Obama, Hitler, And Exploding The Biggest Lie In History

Absolutely true. Roosevelt (and most of elite US opinion of the time) openly admired Mussolini. FDR also studied and emulated Hitler before the war. His NRA was modeled after NAZI policies. After all, the only difference between Nazism and soviet communism was the emphasis on race rather than class. But  BOTH hated the Jews. And  BOTH hated the "bourgeoisie". Nazism, Fascism and Communism were all "heresies of socialism" as historian Richard Pipes noted.

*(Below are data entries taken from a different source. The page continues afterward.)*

//! Environment configuration for the application

use std::str::FromStr;

use serde::{Deserialize, Serialize};

use crate::config::error::ConfigError;

/// Application environment
#[derive(Debug, Clone, Copy, PartialEq, Eq, Default, Serialize, Deserialize)]
#[serde(rename_all = "lowercase")]
pub enum Environment {
    /// Development environment
    #[default]
    Development,
    /// Test environment
    Test,
    /// Staging environment
    Staging,
    /// Production environment
    Production,
}

impl Environment {
    /// Environment variable name for reading the current environment
    pub const ENV_VAR: &'static str = "REPORTFLOW_APP_ENV";

    /// Read the environment from the `REPORTFLOW_APP_ENV` environment variable
    ///
    /// Returns `Development` if the variable is not set or cannot be parsed.
    pub fn from_env() -> Self {
        std::env::var(Self::ENV_VAR)
            .ok()
            .and_then(|s| s.parse().ok())
            .unwrap_or_default()
    }

    /// Convert the environment to a string slice
    pub fn as_str(&self) -> &'static str {
        match self {
            Environment::Development => "development",
            Environment::Test => "test",
            Environment::Staging => "staging",
            Environment::Production => "production",
        }
    }
}

impl FromStr for Environment {
    type Err = ConfigError;

    fn from_str(s: &str) -> Result<Self, Self::Err> {
        match s.to_lowercase().as_str() {
            "development" | "dev" => Ok(Environment::Development),
            "test" => Ok(Environment::Test),
            "staging" | "stage" => Ok(Environment::Staging),
            "production" | "prod" => Ok(Environment::Production),
            _ => Err(ConfigError::EnvVarError(format!(
                "Invalid environment '{}'. Valid values are: development, test, staging, production",
                s
            ))),
        }
    }
}

impl std::fmt::Display for Environment {
    fn fmt(&self, f: &mut std::fmt::Formatter<'_>) -> std::fmt::Result {
        write!(f, "{}", self.as_str())
    }
}

#[cfg(test)]
mod tests {
    use super::*;

    #[test]
    fn test_environment_from_str() {
        assert_eq!(
            "development".parse::<Environment>().unwrap(),
            Environment::Development
        );
        assert_eq!("dev".parse::<Environment>().unwrap(), Environment::Development);
        assert_eq!("prod".parse::<Environment>().unwrap(), Environment::Production);
    }

    #[test]
    fn test_environment_invalid() {
        assert!("invalid".parse::<Environment>().is_err());
    }

    #[test]
    fn test_environment_default() {
        assert_eq!(Environment::default(), Environment::Development);
    }
}
//! Logging initialization built on tracing-subscriber.
//!
//! Supports console output in full, compact, or JSON format. The log level
//! can be overridden at runtime via the standard `RUST_LOG` variable.

use tracing_subscriber::EnvFilter;

use crate::config::settings::LoggerSettings;
use crate::error::{AppError, AppResult};

/// Output format for log records
#[derive(Debug, Clone, Copy, PartialEq, Eq)]
pub enum LogFormat {
    Full,
    Compact,
    Json,
}

impl LogFormat {
    fn parse(s: &str) -> Option<Self> {
        match s {
            "full" => Some(LogFormat::Full),
            "compact" => Some(LogFormat::Compact),
            "json" => Some(LogFormat::Json),
            _ => None,
        }
    }
}

/// Initializes the global tracing subscriber from logger settings.
///
/// `RUST_LOG` takes precedence over the configured level so operators can
/// raise verbosity without editing configuration files.
pub fn init_logger(settings: &LoggerSettings) -> AppResult<()> {
    let format = LogFormat::parse(&settings.format).ok_or_else(|| AppError::Configuration {
        key: "logger.format".to_string(),
        source: anyhow::anyhow!(
            "Unknown log format '{}', expected full, compact, or json",
            settings.format
        ),
    })?;

    let filter = EnvFilter::try_from_default_env()
        .or_else(|_| EnvFilter::try_new(&settings.level))
        .map_err(|e| AppError::Configuration {
            key: "logger.level".to_string(),
            source: anyhow::Error::from(e),
        })?;

    let builder = tracing_subscriber::fmt()
        .with_env_filter(filter)
        .with_ansi(settings.colored);

    let result = match format {
        LogFormat::Full => builder.try_init(),
        LogFormat::Compact => builder.compact().try_init(),
        LogFormat::Json => builder.json().try_init(),
    };

    result.map_err(|e| AppError::Configuration {
        key: "logger".to_string(),
        source: anyhow::anyhow!("Failed to install tracing subscriber: {}", e),
    })
}

#[cfg(test)]
mod tests {
    use super::*;

    #[test]
    fn test_parse_known_formats() {
        assert_eq!(LogFormat::parse("full"), Some(LogFormat::Full));
        assert_eq!(LogFormat::parse("compact"), Some(LogFormat::Compact));
        assert_eq!(LogFormat::parse("json"), Some(LogFormat::Json));
        assert_eq!(LogFormat::parse("yaml"), None);
    }

    #[test]
    fn test_unknown_format_is_rejected() {
        let settings = LoggerSettings {
            format: "yaml".to_string(),
            ..Default::default()
        };
        assert!(init_logger(&settings).is_err());
    }
}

Remember that fact the next time some pre-programmed liberal shouts that you are a NAZI because you happened to have voted republican. HEIL OBAMA!...T

“The line between fascism and Fabian socialism is very thin. Fabian socialism is the dream. Fascism is Fabian socialism plus the inevitable dictator.” John T. Flynn

Numerous commentators have raised alarming comparisons between America’s recent economic foibles and Argentina’s fall “from breadbasket to basket case.” The U.S. pursues a similar path with her economy increasingly ensnared under the growing nexus of government control. Resources are redistributed for vote-buying welfare schemes, patronage style earmarks, and graft by unelected bureaucrats, quid pro quo with unions, issue groups and legions of lobbyists.

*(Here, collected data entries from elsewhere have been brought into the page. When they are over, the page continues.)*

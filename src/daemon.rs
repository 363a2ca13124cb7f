//! Daemon entry point: builds the state graph, recovers in-flight
//! deliveries, starts the schedule clock, and waits for shutdown.

use crate::config::Settings;
use crate::db;
use crate::error::AppResult;
use crate::scheduling::ScheduleClock;
use crate::state::AppState;

/// Runs the scheduling daemon until a shutdown signal arrives.
pub async fn run(settings: Settings) -> AppResult<()> {
    let pool = db::establish_async_connection_pool(&settings.database).await?;

    if settings.database.auto_migrate {
        let applied = db::run_pending_migrations(&settings.database.url).await?;
        if !applied.is_empty() {
            tracing::info!(count = applied.len(), "Applied pending migrations");
        }
    }

    let state = AppState::new(pool, &settings)?;

    // Retry timers do not survive a restart; rebuild them from the
    // persisted non-terminal delivery logs before the clock starts.
    let recovered = state.tracker.recover_inflight().await?;
    if recovered > 0 {
        tracing::info!(recovered, "Recovered in-flight deliveries");
    }

    let clock = ScheduleClock::new(
        state.dispatcher.clone(),
        state.tracker.clone(),
        settings.scheduler.clone(),
    )
    .await?;
    clock.start().await?;

    tracing::info!(
        version = crate::pkg_version(),
        "reportflow daemon running"
    );

    shutdown_signal().await;

    tracing::info!("Shutting down");
    clock.stop().await?;
    state.tracker.shutdown();

    Ok(())
}

/// Completes when the process receives Ctrl-C or, on Unix, SIGTERM.
async fn shutdown_signal() {
    let ctrl_c = async {
        if let Err(e) = tokio::signal::ctrl_c().await {
            tracing::error!(error = %e, "Failed to install Ctrl-C handler");
        }
    };

    #[cfg(unix)]
    let terminate = async {
        match tokio::signal::unix::signal(tokio::signal::unix::SignalKind::terminate()) {
            Ok(mut signal) => {
                signal.recv().await;
            }
            Err(e) => tracing::error!(error = %e, "Failed to install SIGTERM handler"),
        }
    };

    #[cfg(not(unix))]
    let terminate = std::future::pending::<()>();

    tokio::select! {
        _ = ctrl_c => {},
        _ = terminate => {},
    }
}
//! Repository layer for data access operations.
//!
//! Provides async CRUD operations for schedules and delivery logs. These are
//! the only mutation paths for shared state; neither the dispatcher nor the
//! tracker keeps authoritative state in memory.

mod delivery_log_repo;
mod schedule_repo;

pub use delivery_log_repo::DeliveryLogRepository;
pub use schedule_repo::ScheduleRepository;

use crate::db::AsyncDbPool;

/// Aggregates all repositories for convenient access.
///
/// Since `AsyncDbPool` uses `Arc` internally, cloning is cheap.
#[derive(Clone)]
pub struct Repositories {
    pub schedules: ScheduleRepository,
    pub delivery_logs: DeliveryLogRepository,
}

impl Repositories {
    /// Creates a new Repositories instance with all repositories initialized.
    pub fn new(pool: AsyncDbPool) -> Self {
        Self {
            schedules: ScheduleRepository::new(pool.clone()),
            delivery_logs: DeliveryLogRepository::new(pool),
        }
    }
}
//! Database connection pool module.
//!
//! Provides async PostgreSQL connection pooling using diesel_async with bb8.

mod pool;

pub use pool::{
    AsyncDbPool, MIGRATIONS, establish_async_connection_pool, pending_migration_count,
    revert_migrations, run_pending_migrations,
};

In Argentina, everyone acknowledges that fascism, state capitalism, corporatism – whatever – reflects very leftwing ideology. Eva Peron remains a liberal icon. President Obama’s Fabian policies (Keynesian economics) promise similar ends. His proposed infrastructure bank is just the latest gyration of corporatism. Why then are fascists consistently portrayed as conservatives?

In the Thirties, intellectuals smitten by progressivism considered limited, constitutional governance anachronistic. The Great Depression had apparently proven capitalism defunct. The remaining choice had narrowed between communism and fascism. Hitler was about an inch to the right of Stalin. Western intellectuals infatuated with Marxism thus associated fascism with the Right.

Later, Marxists from the Frankfurt School popularized this prevailing sentiment. Theodor Adorno in The Authoritarian Personality devised the “F” scale to demean conservatives as latent fascists. The label “fascist” has subsequently meant anyone liberals seek to ostracize or discredit.


Fascism is an amorphous ideology mobilizing an entire nation (Mussolini, Franco and Peron) or race (Hitler) for a common purpose. Leaders of industry, science, education, the arts and politics combine to shepherd society in an all encompassing quest. Hitler’s premise was a pure Aryan Germany capable of dominating Europe.

While he feinted right, Hitler and Stalin were natural bedfellows. Hitler mimicked Lenin’s path to totalitarian tyranny, parlaying crises into power. Nazis despised Marxists not over ideology, but because they had betrayed Germany in World War I and Nazis found it unconscionable that German communists yielded fealty to Slavs in Moscow.

The National Socialist German Workers Party staged elaborate marches with uniformed workers calling one another “comrade” while toting tools the way soldiers shoulder rifles. The bright red Nazi flag symbolized socialism in a “classless, casteless” Germany (white represents Aryanism). Fascist central planning was not egalitarian, but it divvied up economic rewards very similarly to communism: party membership and partnering with the state.

Where communists generally focused on class, Nazis fixated on race. Communists view life through the prism of a perpetual workers’ revolution. National Socialists used race as a metaphor to justify their nation’s engagement in an existential struggle.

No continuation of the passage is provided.